1957.02.05 “Why Johnny Can’t Read…” (February 5, 1957)
by John (Jack) Gill Knox, Jr. (1910-1985)
11 x 15 in, grease pen on textured paper
Coppola Collection

After completing a cartoon correspondence course in the early 1930s, Knox joined the staff of the Nashville Evening Tennessean in 1933. In 1934 he succeeded J.P. Alley as cartoonist at the Memphis Commercial Appeal, where he worked for the next 11 years. Because of an alcohol problem, Knox worked as a cowboy in Texas in 1945-1946, and he became active in Alcoholics Anonymous. He became editorial cartoonist for the Nashville Banner on April 1, 1946 and worked there until his retirement in 1975.

Knox was a conservative, and it shows here.

“Why Johnny Can’t Read—And What You Can Do About It” was a 1955 book-length exposé on American reading education by Rudolf Flesch. It was an immediate bestseller, stayed on the charts for almost a year, and became an educational cause célèbre. In fact, the “reading wars” (by word recognition versus phonics) never ended, and it is still one of those false dichotomies that educationalists love to bicker about.

The Knox commentary is not about reading, it is a wholesale attack on education (Johnny cannot read, do math, understand science, etc.), and the cause is progressivism (stop me if any of this sounds familiar, will you?).

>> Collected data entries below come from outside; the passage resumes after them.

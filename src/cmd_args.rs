use std::ffi::OsString;

pub use clap::Parser;
use clap::Subcommand;

#[derive(Parser, Debug)]
#[command(
    name = "mbx",
    version,
    about = "Browse and manage contact form submissions",
    long_about = None,
    arg_required_else_help = true
)]
struct ClapArgs {
    /// API endpoint
    /// Required unless MAILBOX_API is set. Must be an http or https URL.
    #[clap(long, global = true, help = "API endpoint")]
    api: Option<String>,

    /// Basic auth username, falls back to MAILBOX_USR
    #[clap(long, global = true, help = "API username")]
    usr: Option<String>,

    /// Basic auth password, falls back to MAILBOX_PWD
    #[clap(long, global = true, help = "API password")]
    pwd: Option<String>,

    /// Verbose mode
    /// Optional. Enables debug logging unless MAILBOX_LOG_LEVEL says otherwise.
    #[clap(
        short = 'v',
        long,
        global = true,
        help = "Print verbose message",
        default_value = "false"
    )]
    verbose: bool,

    #[command(subcommand)]
    command: Action,
}

/// What the invocation asks for
#[derive(Subcommand, Debug, Clone, PartialEq, Eq)]
pub enum Action {
    /// Browse contact form submissions
    Browse,

    /// Submit a new message to the contact form
    New {
        #[clap(short = 'f', long = "from", help = "The source email address")]
        from: Option<String>,

        #[clap(short = 's', long = "sub", help = "The message subject")]
        subject: Option<String>,

        #[clap(short = 'm', long = "msg", help = "The message body")]
        message: Option<String>,
    },

    /// Fetch a single submission by ID
    Get {
        #[clap(help = "Submission ID")]
        id: String,
    },

    /// Print the version number
    Version,
}

#[derive(Debug, Clone)]
pub struct CommandLineArgs {
    api: Option<String>,
    usr: Option<String>,
    pwd: Option<String>,
    verbose: bool,
    action: Action,
}

impl From<ClapArgs> for CommandLineArgs {
    fn from(args: ClapArgs) -> Self {
        Self {
            api: args.api,
            usr: args.usr,
            pwd: args.pwd,
            verbose: args.verbose,
            action: args.command,
        }
    }
}

impl CommandLineArgs {
    pub fn parse() -> Self {
        ClapArgs::parse().into()
    }

    pub fn parse_from<I, T>(itr: I) -> Self
    where
        I: IntoIterator<Item = T>,
        T: Into<OsString> + Clone,
    {
        ClapArgs::parse_from(itr).into()
    }

    /// Like `parse_from`, but reports bad input instead of exiting
    pub fn try_parse_from<I, T>(itr: I) -> Result<Self, clap::Error>
    where
        I: IntoIterator<Item = T>,
        T: Into<OsString> + Clone,
    {
        ClapArgs::try_parse_from(itr).map(Into::into)
    }

    pub fn api(&self) -> Option<&str> {
        self.api.as_deref()
    }

    pub fn usr(&self) -> Option<&str> {
        self.usr.as_deref()
    }

    pub fn pwd(&self) -> Option<&str> {
        self.pwd.as_deref()
    }

    pub fn verbose(&self) -> bool {
        self.verbose
    }

    pub fn action(&self) -> &Action {
        &self.action
    }
}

New Patterns of Thinking are a cause.
New “Objectives” (quote/unquote) are the cause.
And “equalization” is a cause.

Let me tell you about equalization.

As school segregation was written into the Constitution of many states, and as the movement towards integration was growing, there had been decades of toothless rhetoric about the “separate but equal” doctrine. Starting after WW2 and going into the 1970s, many southern states pursued “Equalization Programs” as a last-ditch effort to maintain school segregation. Schools (facilities and programs), teacher pay, and so on, would be equalized across the state. Many proponents of integration supported the idea, figuring that the cost of these improvements would be so prohibitory that integration would be seen as a logical option.

No comment.

The world I was born into – February 5, 1957.